Pero ya era tarde. El hombre levantó un arma y la apuntó directamente hacia mí.

Todo pasó en un segundo. Un disparo retumbó en mis oídos. Cerré los ojos, esperando el dolor.

Pero no llegó.

Cuando los abrí, vi a Marco frente a mí, su cuerpo bloqueando la trayectoria de la bala. Su hombro sangraba, rojo intenso manchando su camisa blanca.

Él gruñó, apretando la mandíbula, y disparó de vuelta contra el hombre del traje gris. El intruso retrocedió, ileso, protegido por uno de sus hombres que lo cubrió. Y entonces, con la misma calma con la que había llegado, desapareció entre el humo.

—¡Marco! —grité, sosteniéndolo mientras él tambaleaba.

Sus labios rozaron mi oído, su voz apenas un murmullo.

—No confíes en nadie… ni siquiera en mí.

Lo miré, atónita, sin entender.

—¿Qué estás diciendo?

Pero no respondió. Se desplomó en mis brazos, inconsciente.

El caos continuaba a nuestro alrededor, pero yo solo podía pensar en esa última frase. ¿Por qué me advertía de él mismo? ¿Qué secretos escondía que eran tan oscuros como para temerlos más que a la muerte?

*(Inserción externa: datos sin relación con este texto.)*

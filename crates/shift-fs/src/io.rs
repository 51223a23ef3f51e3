//! Locked and metadata-preserving I/O primitives

use std::fs::{self, Metadata, OpenOptions};
use std::io::Write;
use std::path::Path;

use filetime::FileTime;
use fs2::FileExt;

use crate::{Error, Result};

/// Write content atomically to a file with locking.
///
/// Uses write-to-temp-then-rename so a concurrent reader never observes a
/// half-written file as already synchronized.
pub fn write_atomic(path: &Path, content: &[u8]) -> Result<()> {
    if let Some(parent) = path.parent() {
        fs::create_dir_all(parent).map_err(|e| Error::io(parent, e))?;
    }

    let temp_name = format!(
        ".{}.{}.tmp",
        path.file_name()
            .map(|n| n.to_string_lossy())
            .unwrap_or_default(),
        std::process::id()
    );
    let temp_path = path.with_file_name(&temp_name);

    let mut temp_file = OpenOptions::new()
        .write(true)
        .create(true)
        .truncate(true)
        .open(&temp_path)
        .map_err(|e| Error::io(&temp_path, e))?;

    temp_file
        .lock_exclusive()
        .map_err(|_| Error::LockFailed {
            path: path.to_path_buf(),
        })?;

    temp_file
        .write_all(content)
        .map_err(|e| Error::io(&temp_path, e))?;
    temp_file.sync_all().map_err(|e| Error::io(&temp_path, e))?;

    temp_file.unlock().map_err(|_| Error::LockFailed {
        path: path.to_path_buf(),
    })?;

    fs::rename(&temp_path, path).map_err(|e| Error::io(path, e))?;

    Ok(())
}

/// Append a single newline-terminated line, holding an exclusive lock for
/// the duration of the write.
pub fn append_line(path: &Path, line: &str) -> Result<()> {
    if let Some(parent) = path.parent() {
        fs::create_dir_all(parent).map_err(|e| Error::io(parent, e))?;
    }
    let mut file = OpenOptions::new()
        .create(true)
        .append(true)
        .open(path)
        .map_err(|e| Error::io(path, e))?;
    file.lock_exclusive().map_err(|_| Error::LockFailed {
        path: path.to_path_buf(),
    })?;
    writeln!(file, "{line}").map_err(|e| Error::io(path, e))?;
    file.unlock().map_err(|_| Error::LockFailed {
        path: path.to_path_buf(),
    })?;
    Ok(())
}

/// Copy a regular file, then mirror the source's permission bits and
/// modification time onto the copy.
///
/// Missing parent directories are created. An existing destination file or
/// symlink is replaced rather than written through, so read-only targets do
/// not block the copy and links never redirect the write.
pub fn copy_file(src: &Path, dst: &Path) -> Result<()> {
    let meta = fs::metadata(src).map_err(|e| Error::io(src, e))?;
    if let Some(parent) = dst.parent() {
        fs::create_dir_all(parent).map_err(|e| Error::io(parent, e))?;
    }
    if fs::symlink_metadata(dst).is_ok_and(|m| !m.is_dir()) {
        fs::remove_file(dst).map_err(|e| Error::io(dst, e))?;
    }
    fs::copy(src, dst).map_err(|e| Error::io(dst, e))?;
    fs::set_permissions(dst, meta.permissions()).map_err(|e| Error::io(dst, e))?;
    preserve_mtime(dst, &meta)
}

/// Stamp `dst` with the modification time recorded in `meta`.
pub fn preserve_mtime(dst: &Path, meta: &Metadata) -> Result<()> {
    let mtime = FileTime::from_last_modification_time(meta);
    filetime::set_file_mtime(dst, mtime).map_err(|e| Error::io(dst, e))
}

/// Create `dst` as a directory carrying `src`'s permission bits.
pub fn create_dir_like(src: &Path, dst: &Path) -> Result<()> {
    let meta = fs::metadata(src).map_err(|e| Error::io(src, e))?;
    fs::create_dir_all(dst).map_err(|e| Error::io(dst, e))?;
    fs::set_permissions(dst, meta.permissions()).map_err(|e| Error::io(dst, e))
}

/// Remove whatever lives at `path`, file or directory. Missing paths are
/// not an error.
pub fn remove_any(path: &Path) -> Result<()> {
    match fs::symlink_metadata(path) {
        Ok(meta) if meta.is_dir() => fs::remove_dir_all(path).map_err(|e| Error::io(path, e)),
        Ok(_) => fs::remove_file(path).map_err(|e| Error::io(path, e)),
        Err(e) if e.kind() == std::io::ErrorKind::NotFound => Ok(()),
        Err(e) => Err(Error::io(path, e)),
    }
}

/// Recreate the symlink at `src` as `dst`, pointing at the same target.
pub fn copy_symlink(src: &Path, dst: &Path) -> Result<()> {
    let target = fs::read_link(src).map_err(|e| Error::io(src, e))?;
    if let Ok(existing) = fs::read_link(dst)
        && existing == target
    {
        return Ok(());
    }
    remove_any(dst)?;
    if let Some(parent) = dst.parent() {
        fs::create_dir_all(parent).map_err(|e| Error::io(parent, e))?;
    }
    symlink(&target, dst).map_err(|e| Error::io(dst, e))
}

#[cfg(unix)]
fn symlink(target: &Path, link: &Path) -> std::io::Result<()> {
    std::os::unix::fs::symlink(target, link)
}

#[cfg(windows)]
fn symlink(target: &Path, link: &Path) -> std::io::Result<()> {
    let resolved = link.parent().map(|p| p.join(target)).unwrap_or_default();
    if resolved.is_dir() {
        std::os::windows::fs::symlink_dir(target, link)
    } else {
        std::os::windows::fs::symlink_file(target, link)
    }
}
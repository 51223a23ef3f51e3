//! Full mirror: the destination ends up identical to the source

use std::path::Path;

use super::engine::{SyncStrategy, Visit, already_synchronized, sync_tree};
use crate::{Result, io};

/// Strategy that mirrors source onto destination, removing extra entries.
#[derive(Debug, Default)]
pub struct Replicate;

impl SyncStrategy for Replicate {
    fn on_file(&mut self, src: &Path, dst: &Path) -> Result<()> {
        if already_synchronized(src, dst) {
            return Ok(());
        }
        tracing::debug!(src = %src.display(), dst = %dst.display(), "Replicating file");
        io::copy_file(src, dst)
    }

    fn on_addition(&mut self, src: &Path, dst: &Path) -> Result<Visit> {
        io::create_dir_like(src, dst)?;
        Ok(Visit::Descend)
    }

    fn on_deletion(&mut self, _src: &Path, dst: &Path) -> Result<()> {
        tracing::debug!(path = %dst.display(), "Removing entry absent from source");
        io::remove_any(dst)
    }

    fn on_mismatch(&mut self, src: &Path, dst: &Path) -> Result<Visit> {
        io::remove_any(dst)?;
        if src.is_dir() {
            io::create_dir_like(src, dst)?;
        }
        Ok(Visit::Descend)
    }
}

/// Mirror `source` onto `destination`.
///
/// Files present only in `destination` are removed; changed files are
/// copied with their permissions and modification times.
pub fn replicate(source: &Path, destination: &Path) -> Result<()> {
    sync_tree(source, destination, &mut Replicate)
}
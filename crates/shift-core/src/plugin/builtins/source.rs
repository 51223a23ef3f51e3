//! Copies service sources into the output tree

use std::path::{Path, PathBuf};

use crate::Result;
use crate::artifact::{Artifact, kinds, roles};
use crate::mapping::PathMapping;
use crate::plugin::{Plugin, PluginContract, PluginEnv, TransformOutput};

/// Output directory receiving the copied sources.
const SOURCE_DIR: &str = "source";

/// Emits a `Source` mapping for every service directory.
#[derive(Debug)]
pub struct SourceCopier {
    contract: PluginContract,
}

impl SourceCopier {
    pub fn new() -> Self {
        Self {
            contract: PluginContract::new().consumes(kinds::SERVICE),
        }
    }
}

impl Default for SourceCopier {
    fn default() -> Self {
        Self::new()
    }
}

impl Plugin for SourceCopier {
    fn name(&self) -> &str {
        "source-copier"
    }

    fn contract(&self) -> &PluginContract {
        &self.contract
    }

    fn transform(&self, env: &PluginEnv, new: &[Artifact], _old: &[Artifact]) -> Result<TransformOutput> {
        let mut output = TransformOutput::default();
        for artifact in new {
            for dir in artifact.paths(roles::SERVICE_DIRECTORY) {
                let Some(relative) = relative_to(dir, &env.source_root) else {
                    tracing::warn!(service = %artifact.name, path = %dir.display(), "Service directory outside source root");
                    continue;
                };
                output
                    .path_mappings
                    .push(PathMapping::source(&relative, Path::new(SOURCE_DIR).join(&relative)));
            }
        }
        Ok(output)
    }
}

fn relative_to(path: &Path, root: &Path) -> Option<PathBuf> {
    if path.is_relative() {
        return Some(path.to_path_buf());
    }
    path.strip_prefix(root).ok().map(Path::to_path_buf)
}

#[cfg(test)]
mod tests {
    use super::*;
    use crate::mapping::PathMappingKind;

    #[test]
    fn maps_service_directories_under_source() {
        let env = PluginEnv::new("/src", "/tmp/scratch");
        let services = vec![
            Artifact::new(kinds::SERVICE, "api").with_path(roles::SERVICE_DIRECTORY, "/src/services/api"),
            Artifact::new(kinds::SERVICE, "ext").with_path(roles::SERVICE_DIRECTORY, "/elsewhere"),
        ];

        let output = SourceCopier::new().transform(&env, &services, &[]).unwrap();

        assert_eq!(output.path_mappings.len(), 1);
        let mapping = &output.path_mappings[0];
        assert_eq!(mapping.kind, PathMappingKind::Source);
        assert_eq!(mapping.source_path, PathBuf::from("services/api"));
        assert_eq!(mapping.destination_path, PathBuf::from("source/services/api"));
    }
}
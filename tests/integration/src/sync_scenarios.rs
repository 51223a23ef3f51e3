//! Tree sync behaviour observed across whole directory trees.

use std::fs;

use filetime::{FileTime, set_file_mtime};
use pretty_assertions::assert_eq;
use serde_json::json;
use shift_fs::sync::{ADDITIONS_DIR, DELETIONS_FILE, MODIFICATIONS_DIR};
use shift_fs::{Error, generate_delta, merge, replicate, template_copy};
use shift_test_utils::tree::TestTree;

fn mtime(tree: &TestTree, rel: &str) -> FileTime {
    FileTime::from_last_modification_time(&fs::metadata(tree.path(rel)).unwrap())
}

#[test]
fn replicate_mirrors_and_preserves_times() {
    let src = TestTree::new();
    src.file("a.txt", "alpha").file("nested/b.txt", "beta");
    set_file_mtime(src.path("a.txt"), FileTime::from_unix_time(1_000_000, 0)).unwrap();

    let dst = TestTree::new();
    dst.file("stale.txt", "old").file("nested/c.txt", "gone").dir("empty");

    replicate(src.root(), dst.root()).unwrap();

    assert_eq!(dst.entries(), src.entries());
    assert_eq!(dst.read("nested/b.txt"), "beta");
    assert_eq!(mtime(&dst, "a.txt"), FileTime::from_unix_time(1_000_000, 0));
}

#[test]
fn second_merge_skips_synchronized_files() {
    let src = TestTree::new();
    src.file("config.txt", "original");
    let dst = TestTree::new();
    dst.file("local.txt", "mine");

    merge(src.root(), dst.root()).unwrap();
    assert_eq!(dst.read("config.txt"), "original");
    dst.assert_file_exists("local.txt");

    // Same size and mtime: the coarse check treats it as already in sync.
    fs::write(dst.path("config.txt"), "tampered").unwrap();
    set_file_mtime(dst.path("config.txt"), mtime(&src, "config.txt")).unwrap();

    merge(src.root(), dst.root()).unwrap();
    assert_eq!(dst.read("config.txt"), "tampered");

    // A different mtime is enough to bring the source back.
    set_file_mtime(dst.path("config.txt"), FileTime::from_unix_time(42, 0)).unwrap();
    merge(src.root(), dst.root()).unwrap();
    assert_eq!(dst.read("config.txt"), "original");
}

#[test]
fn merge_keeps_destination_entries_of_a_different_type() {
    let src = TestTree::new();
    src.file("config", "generated").file("app.txt", "app");
    let dst = TestTree::new();
    dst.file("config/user.yaml", "mine");

    let err = merge(src.root(), dst.root()).unwrap_err();

    assert!(matches!(err, Error::Traversal { failures: 1, .. }), "{err:?}");
    assert_eq!(dst.read("config/user.yaml"), "mine");
    assert_eq!(dst.read("app.txt"), "app");
}

#[test]
fn delta_replays_onto_old_tree() {
    let new = TestTree::new();
    new.file("same.txt", "same")
        .file("changed.txt", "version two")
        .file("added/deep.txt", "deep")
        .file("swapped", "now a file");
    let old = TestTree::new();
    old.file("same.txt", "same")
        .file("changed.txt", "v1")
        .file("removed.txt", "bye")
        .file("swapped/old.txt", "was a dir");
    set_file_mtime(old.path("same.txt"), mtime(&new, "same.txt")).unwrap();
    let store = TestTree::new();

    generate_delta(new.root(), old.root(), store.root()).unwrap();

    store.assert_file_exists(&format!("{ADDITIONS_DIR}/added/deep.txt"));
    assert_eq!(store.read(&format!("{MODIFICATIONS_DIR}/changed.txt")), "version two");
    store.assert_missing(&format!("{MODIFICATIONS_DIR}/same.txt"));

    // Applying the change set to the old tree reproduces the new one.
    for line in store.read(DELETIONS_FILE).lines() {
        shift_fs::io::remove_any(&old.path(line)).unwrap();
    }
    merge(&store.path(ADDITIONS_DIR), old.root()).unwrap();
    merge(&store.path(MODIFICATIONS_DIR), old.root()).unwrap();
    assert_eq!(old.entries(), new.entries());
    assert_eq!(old.read("changed.txt"), "version two");
    assert_eq!(old.read("swapped"), "now a file");
}

#[test]
fn template_copy_renders_tree() {
    let templates = TestTree::new();
    templates
        .file("svc.yaml", "name: {{ .Name }}\nport: {{ .Spec.Port }}\n")
        .file("notes/readme.txt", "plain text");
    let out = TestTree::new();

    template_copy(templates.root(), out.root(), &json!({"Name": "api", "Spec": {"Port": 80}})).unwrap();

    assert_eq!(out.read("svc.yaml"), "name: api\nport: 80\n");
    assert_eq!(out.read("notes/readme.txt"), "plain text");
}

#[test]
fn template_copy_rejects_missing_keys() {
    let templates = TestTree::new();
    templates.file("svc.yaml", "image: {{ .Image }}\n");
    let out = TestTree::new();

    let err = template_copy(templates.root(), out.root(), &json!({"Name": "api"})).unwrap_err();

    assert!(matches!(err, Error::Template { .. } | Error::Traversal { .. }), "{err:?}");
    out.assert_missing("svc.yaml");
}
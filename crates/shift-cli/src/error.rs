//! Error types for shift-cli

/// Result type for CLI operations
pub type Result<T> = std::result::Result<T, CliError>;

/// Errors that can occur in CLI operations
#[derive(Debug, thiserror::Error)]
pub enum CliError {
    /// Error from shift-core
    #[error(transparent)]
    Core(#[from] shift_core::Error),

    /// Error from shift-fs
    #[error(transparent)]
    Fs(#[from] shift_fs::Error),

    /// Standard I/O error
    #[error(transparent)]
    Io(#[from] std::io::Error),

    /// JSON output error
    #[error("Failed to render JSON: {0}")]
    Json(#[from] serde_json::Error),

    /// YAML output error
    #[error("Failed to render YAML: {0}")]
    Yaml(#[from] serde_yaml::Error),

    /// User-facing error with a message
    #[error("{message}")]
    User { message: String },
}

impl CliError {
    /// Create a new user error with the given message
    pub fn user(message: impl Into<String>) -> Self {
        Self::User {
            message: message.into(),
        }
    }
}
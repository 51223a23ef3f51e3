//! Error types for shift-git

use std::path::PathBuf;

/// Result type for shift-git operations
pub type Result<T> = std::result::Result<T, Error>;

/// Errors that can occur in shift-git operations
#[derive(Debug, thiserror::Error)]
pub enum Error {
    #[error("Git error: {0}")]
    Git(#[from] git2::Error),

    #[error("Repository at {path} has neither a usable remote nor a directory name")]
    UnnamedRepository { path: PathBuf },
}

Apretando su cuerpo contra el mío, supe que estaba atrapada. No solo en la guerra de la mafia, sino en la red invisible de un hombre que había decidido salvarme… y, quizás, condenarme al mismo tiempo.

El rugido de los disparos volvió a envolver la mansión. Y yo entendí que esa noche, mi destino estaba a punto de sellarse para siempre.